Directions ->
Collect the lines of the entries where "gallery" shows up.

Stored data ->
use crate::config::ServiceConfig;
use crate::worker::{spawn_worker, WorkerHandle};
use crate::ServiceError;
use faceprint_core::embedding::EmbeddingGenerator;
use faceprint_core::inference::{EngineStatus, LazyEngine, ModelKind};
use faceprint_core::matcher::{MatchResult, Matcher, SimilarityMatcher};
use faceprint_core::preprocess::{decode_image, prepare_face};
use faceprint_core::quality::{FaceQualityAnalysis, GateDecision, QualityAnalyzer, QualityGate};
use faceprint_core::snapshot::{CaptureStep, FaceDetectionSnapshot};
use faceprint_core::types::{Embedding, ImageStats};
use faceprint_core::validator::{ModelValidationReport, ModelValidator};
use faceprint_store::{EmbeddingStore, EnrolledIdentity, SqliteBackend, StoreBackend, StoreError};
use serde::Serialize;
use std::sync::Arc;
use std::time::Duration;

/// A gated capture turned into an embedding.
#[derive(Debug, Clone, Serialize)]
pub struct CaptureResult {
    pub analysis: FaceQualityAnalysis,
    pub embedding: Embedding,
}

/// Snapshot of service state for diagnostics.
#[derive(Debug, Clone, Serialize)]
pub struct ServiceStatus {
    pub strategy: &'static str,
    pub engine: Option<EngineStatus>,
    pub enrolled: usize,
    pub similarity_threshold: f32,
    pub quality_min_overall: f32,
    pub inference_timeout_ms: u64,
}

/// Enrollment and verification over an embedding store.
pub struct FaceprintService<B: StoreBackend> {
    config: ServiceConfig,
    analyzer: QualityAnalyzer,
    gate: QualityGate,
    matcher: SimilarityMatcher,
    generator: Arc<EmbeddingGenerator>,
    worker: Option<WorkerHandle>,
    store: EmbeddingStore<B>,
    validator: ModelValidator,
}

impl FaceprintService<SqliteBackend> {
    /// Build the production service: SQLite store at `config.db_path` and,
    /// when enabled, an ONNX engine from `config.model_dir`.
    ///
    /// Runs startup certification when `require_certification` is set.
    pub async fn open(config: ServiceConfig) -> Result<Self, ServiceError> {
        config.validate()?;

        if let Some(parent) = config.db_path.parent() {
            if !parent.as_os_str().is_empty() {
                std::fs::create_dir_all(parent).map_err(|source| ServiceError::DataDir {
                    path: parent.to_path_buf(),
                    source,
                })?;
            }
        }
        let store = EmbeddingStore::new(SqliteBackend::open(&config.db_path)?);

        let generator = if config.engine_enabled {
            EmbeddingGenerator::with_engine(LazyEngine::onnx(config.model_dir.clone()))
        } else {
            tracing::info!("inference engine disabled; using deterministic embeddings");
            EmbeddingGenerator::deterministic()
        };

        let service = Self::new(config, generator, store)?;
        if service.config.require_certification {
            service.certify().await?;
        }
        Ok(service)
    }
}

impl<B: StoreBackend> FaceprintService<B> {
    /// Assemble a service from explicitly constructed parts.
    pub fn new(config: ServiceConfig, generator: EmbeddingGenerator, store: EmbeddingStore<B>) -> Result<Self, ServiceError> {
        let generator = Arc::new(generator);
        let worker = match generator.engine() {
            Some(_) => Some(spawn_worker(Arc::clone(&generator))?),
            None => None,
        };

        tracing::info!(
            strategy = generator.strategy_name(),
            threshold = config.similarity_threshold,
            timeout_ms = config.inference_timeout_ms,
            "faceprint service ready"
        );

        Ok(Self {
            analyzer: QualityAnalyzer::new(),
            gate: QualityGate::new(config.quality_min_overall),
            matcher: SimilarityMatcher::new(config.similarity_threshold),
            validator: ModelValidator::new(config.validator_config()),
            generator,
            worker,
            store,
            config,
        })
    }

    pub fn config(&self) -> &ServiceConfig {
        &self.config
    }

    pub fn store(&self) -> &EmbeddingStore<B> {
        &self.store
    }

    /// Replace the validator thresholds (e.g. for a faster on-demand run).
    pub fn set_validator(&mut self, validator: ModelValidator) {
        self.validator = validator;
    }

    pub fn analyze_quality(
        &self,
        snapshot: &FaceDetectionSnapshot,
        stats: &ImageStats,
        step: CaptureStep,
    ) -> FaceQualityAnalysis {
        self.analyzer.analyze(snapshot, stats, step)
    }

    /// Decode `image` for its statistics and analyze the capture.
    pub async fn analyze_capture(
        &self,
        image: Arc<[u8]>,
        snapshot: &FaceDetectionSnapshot,
        step: CaptureStep,
    ) -> Result<FaceQualityAnalysis, ServiceError> {
        let stats = tokio::task::spawn_blocking(move || decode_image(&image).map(|img| ImageStats::from_image(&img)))
            .await??;
        Ok(self.analyze_quality(snapshot, &stats, step))
    }

    pub fn gate(&self, analysis: &FaceQualityAnalysis) -> GateDecision {
        self.gate.evaluate(analysis)
    }

    /// Embedding for the face in `snapshot`, bounded by the configured timeout.
    pub async fn generate_embedding(
        &self,
        image: Arc<[u8]>,
        snapshot: &FaceDetectionSnapshot,
    ) -> Result<Embedding, ServiceError> {
        self.generate_embedding_with_timeout(image, snapshot, self.config.inference_timeout())
            .await
    }

    /// Embedding for the face in `snapshot`.
    ///
    /// Only an undecodable image or an empty crop is an error. Engine failures,
    /// malformed engine output and timeouts fall back to the deterministic
    /// strategy.
    pub async fn generate_embedding_with_timeout(
        &self,
        image: Arc<[u8]>,
        snapshot: &FaceDetectionSnapshot,
        timeout: Duration,
    ) -> Result<Embedding, ServiceError> {
        let bounds = snapshot.bounds;
        let prepared = tokio::task::spawn_blocking(move || {
            let img = decode_image(&image)?;
            prepare_face(&img, &bounds)
        })
        .await??;

        if let (Some(worker), Some(slot)) = (&self.worker, self.generator.engine()) {
            if matches!(slot.status(), EngineStatus::Failed(_)) {
                tracing::debug!("engine marked failed; skipping to deterministic fallback");
            } else {
                match worker.embed(prepared.clone(), timeout).await {
                    Ok(embedding) => return Ok(embedding),
                    Err(e) => tracing::warn!(error = %e, "engine embedding failed; using deterministic fallback"),
                }
            }
        }

        let generator = Arc::clone(&self.generator);
        let snapshot = snapshot.clone();
        let embedding =
            tokio::task::spawn_blocking(move || generator.fallback_embedding(&prepared, &snapshot)).await??;
        Ok(embedding)
    }

    /// Gate a capture on quality, then embed it.
    pub async fn capture(
        &self,
        image: Arc<[u8]>,
        snapshot: &FaceDetectionSnapshot,
        step: CaptureStep,
    ) -> Result<CaptureResult, ServiceError> {
        let analysis = self.analyze_capture(Arc::clone(&image), snapshot, step).await?;
        if let GateDecision::Retry { issues, recommendations } = self.gate(&analysis) {
            tracing::info!(overall = analysis.overall, ?issues, "capture rejected by quality gate");
            return Err(ServiceError::QualityRejected {
                overall: analysis.overall,
                issues,
                recommendations,
            });
        }
        let embedding = self.generate_embedding(image, snapshot).await?;
        Ok(CaptureResult { analysis, embedding })
    }

    pub fn match_embeddings(&self, a: &Embedding, b: &Embedding) -> Result<bool, ServiceError> {
        Ok(self.matcher.is_match(a, b)?)
    }

    /// Store `embedding` as the reference for `identity`, replacing any previous one.
    pub fn enroll(&self, identity: &str, embedding: &Embedding) -> Result<(), ServiceError> {
        self.store.save(identity, embedding)?;
        Ok(())
    }

    /// Gate, embed and enroll one capture.
    pub async fn enroll_capture(
        &self,
        identity: &str,
        image: Arc<[u8]>,
        snapshot: &FaceDetectionSnapshot,
        step: CaptureStep,
    ) -> Result<CaptureResult, ServiceError> {
        let captured = self.capture(image, snapshot, step).await?;
        self.enroll(identity, &captured.embedding)?;
        Ok(captured)
    }

    /// Compare `candidate` against the reference enrolled for `identity`.
    ///
    /// A missing reference and a reference that fails its integrity check are
    /// distinct errors; see [`ServiceError::is_not_found`] and
    /// [`ServiceError::is_integrity_failure`]. Embeddings from different
    /// models are never compared ([`ServiceError::ModelMismatch`]).
    pub fn verify(&self, identity: &str, candidate: &Embedding) -> Result<MatchResult, ServiceError> {
        let reference = match self.store.load(identity) {
            Ok(reference) => reference,
            Err(e) => {
                if matches!(e, StoreError::Integrity(_)) {
                    tracing::error!(identity, "stored reference failed integrity check; refusing to verify");
                }
                return Err(e.into());
            }
        };

        if reference.model_version != candidate.model_version {
            tracing::warn!(
                identity,
                reference = ?reference.model_version,
                candidate = ?candidate.model_version,
                "refusing to compare embeddings from different models"
            );
            return Err(ServiceError::ModelMismatch {
                identity: identity.to_string(),
                reference: reference.model_version,
                candidate: candidate.model_version.clone(),
            });
        }

        let result = self.matcher.compare(candidate, &reference)?;
        tracing::info!(identity, matched = result.matched, similarity = result.similarity, "verification");
        Ok(result)
    }

    /// Gate and embed one capture, then verify it against `identity`.
    pub async fn verify_capture(
        &self,
        identity: &str,
        image: Arc<[u8]>,
        snapshot: &FaceDetectionSnapshot,
        step: CaptureStep,
    ) -> Result<MatchResult, ServiceError> {
        let captured = self.capture(image, snapshot, step).await?;
        self.verify(identity, &captured.embedding)
    }

    /// Best-matching enrolled identity for `probe`, if any.
    ///
    /// References that fail their integrity check or come from a different
    /// model than `probe` are left out of the search.
    pub fn identify(&self, probe: &Embedding) -> Result<Option<(String, MatchResult)>, ServiceError> {
        let mut gallery = Vec::new();
        for enrolled in self.store.identities()? {
            match self.store.load(&enrolled.identity) {
                Ok(embedding) if embedding.model_version != probe.model_version => {
                    tracing::debug!(
                        identity = %enrolled.identity,
                        reference = ?embedding.model_version,
                        "skipping reference from a different model"
                    );
                }
                Ok(embedding) => gallery.push((enrolled.identity, embedding)),
                Err(StoreError::NotFound(_)) => {}
                Err(StoreError::Integrity(id)) => {
                    tracing::error!(identity = %id, "skipping reference that failed integrity check");
                }
                Err(e) => return Err(e.into()),
            }
        }

        let best = self.matcher.best_match(probe, &gallery)?;
        Ok(best.map(|(id, result)| (id.to_string(), result)))
    }

    /// Remove the reference for `identity`. Returns whether one existed.
    pub fn remove(&self, identity: &str) -> Result<bool, ServiceError> {
        Ok(self.store.delete(identity)?)
    }

    pub fn identities(&self) -> Result<Vec<EnrolledIdentity>, ServiceError> {
        Ok(self.store.identities()?)
    }

    /// Run the model validator against the engine.
    ///
    /// Never fails: an absent or unloadable engine yields a report in which
    /// every model fails.
    pub async fn validate_models(&self) -> ModelValidationReport {
        let Some(worker) = &self.worker else {
            return ModelValidationReport::unavailable("inference engine disabled");
        };
        match worker.validate(self.validator.clone(), None, self.validation_timeout(ModelKind::ALL.len())).await {
            Ok(report) => report,
            Err(e) => {
                tracing::warn!(error = %e, "model validation could not run");
                ModelValidationReport::unavailable(&e.to_string())
            }
        }
    }

    /// Upper bound for validating `models` sub-models: every run may take up
    /// to the inference timeout.
    fn validation_timeout(&self, models: usize) -> Duration {
        let c = self.validator.config();
        let runs = 1 + c.consistency_runs + c.performance_runs + c.accuracy_trials;
        self.config.inference_timeout() * (runs * models) as u32
    }

    /// Certify the embedding model; on failure pin the generator to the
    /// deterministic strategy until the next reload.
    pub async fn certify(&self) -> Result<bool, ServiceError> {
        let (Some(worker), Some(slot)) = (&self.worker, self.generator.engine()) else {
            return Ok(false);
        };

        let report = match worker
            .validate(self.validator.clone(), Some(ModelKind::Embedding), self.validation_timeout(1))
            .await {
            Ok(report) => report,
            Err(e) => {
                tracing::warn!(error = %e, "certification could not run; using deterministic fallback");
                slot.disable(format!("certification could not run: {e}"));
                return Ok(false);
            }
        };

        if report.overall {
            tracing::info!(engine = %report.engine, "embedding model certified");
        } else {
            let detail = report
                .check(ModelKind::Embedding)
                .map(|c| c.detail.clone())
                .unwrap_or_default();
            tracing::warn!(%detail, "embedding model failed certification; using deterministic fallback");
            slot.disable(format!("embedding model failed certification: {detail}"));
        }
        Ok(report.overall)
    }

    /// Drop the loaded (or failed) engine so the next call loads it again.
    ///
    /// Re-runs certification when the service requires it.
    pub async fn reload_engine(&self) -> Result<Option<EngineStatus>, ServiceError> {
        let Some(slot) = self.generator.engine() else {
            return Ok(None);
        };
        slot.reload();
        if self.config.require_certification {
            self.certify().await?;
        }
        Ok(Some(slot.status()))
    }

    pub fn status(&self) -> Result<ServiceStatus, ServiceError> {
        Ok(ServiceStatus {
            strategy: self.generator.strategy_name(),
            engine: self.generator.engine().map(LazyEngine::status),
            enrolled: self.store.identities()?.len(),
            similarity_threshold: self.matcher.threshold(),
            quality_min_overall: self.gate.min_overall,
            inference_timeout_ms: self.config.inference_timeout_ms,
        })
    }
}
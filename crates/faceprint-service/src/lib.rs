//! faceprint-service: enrollment and verification API.
//!
//! Wires the quality gate, embedding generator, matcher, store and model
//! validator into one explicitly constructed [`FaceprintService`]. Inference
//! runs on a dedicated thread and every call to it is bounded by a timeout;
//! a timed-out or failed call falls back to the deterministic strategy.

pub mod config;
pub mod service;
pub mod worker;

pub use config::{ConfigError, ServiceConfig};
pub use service::{CaptureResult, FaceprintService, ServiceStatus};
pub use worker::{WorkerError, WorkerHandle};

use faceprint_core::embedding::GenerationError;
use faceprint_core::types::ShapeMismatch;
use faceprint_store::StoreError;
use thiserror::Error;

#[derive(Error, Debug)]
pub enum ServiceError {
    #[error(transparent)]
    Generation(#[from] GenerationError),
    #[error(transparent)]
    Store(#[from] StoreError),
    #[error(transparent)]
    Shape(#[from] ShapeMismatch),
    #[error(transparent)]
    Config(#[from] ConfigError),
    #[error(transparent)]
    Worker(#[from] WorkerError),
    #[error("capture rejected by quality gate (overall {overall:.2}): {}", .issues.join("; "))]
    QualityRejected {
        overall: f32,
        issues: Vec<String>,
        recommendations: Vec<String>,
    },
    #[error(
        "reference for '{identity}' was produced by {} but the candidate by {}; re-enroll to compare",
        .reference.as_deref().unwrap_or("an unknown model"),
        .candidate.as_deref().unwrap_or("an unknown model")
    )]
    ModelMismatch {
        identity: String,
        reference: Option<String>,
        candidate: Option<String>,
    },
    #[error("background task failed: {0}")]
    Task(#[from] tokio::task::JoinError),
    #[error("failed to create data directory {path}: {source}")]
    DataDir {
        path: std::path::PathBuf,
        source: std::io::Error,
    },
}

impl ServiceError {
    /// No embedding is enrolled for the identity.
    pub fn is_not_found(&self) -> bool {
        matches!(self, ServiceError::Store(StoreError::NotFound(_)))
    }

    /// The stored embedding failed its digest check.
    pub fn is_integrity_failure(&self) -> bool {
        matches!(self, ServiceError::Store(StoreError::Integrity(_)))
    }

    /// Reference and candidate come from different embedding models.
    pub fn is_model_mismatch(&self) -> bool {
        matches!(self, ServiceError::ModelMismatch { .. })
    }
}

Problem solution ->
        let mut gallery = Vec::new();
                Ok(embedding) => gallery.push((enrolled.identity, embedding)),
        let best = self.matcher.best_match(probe, &gallery)?;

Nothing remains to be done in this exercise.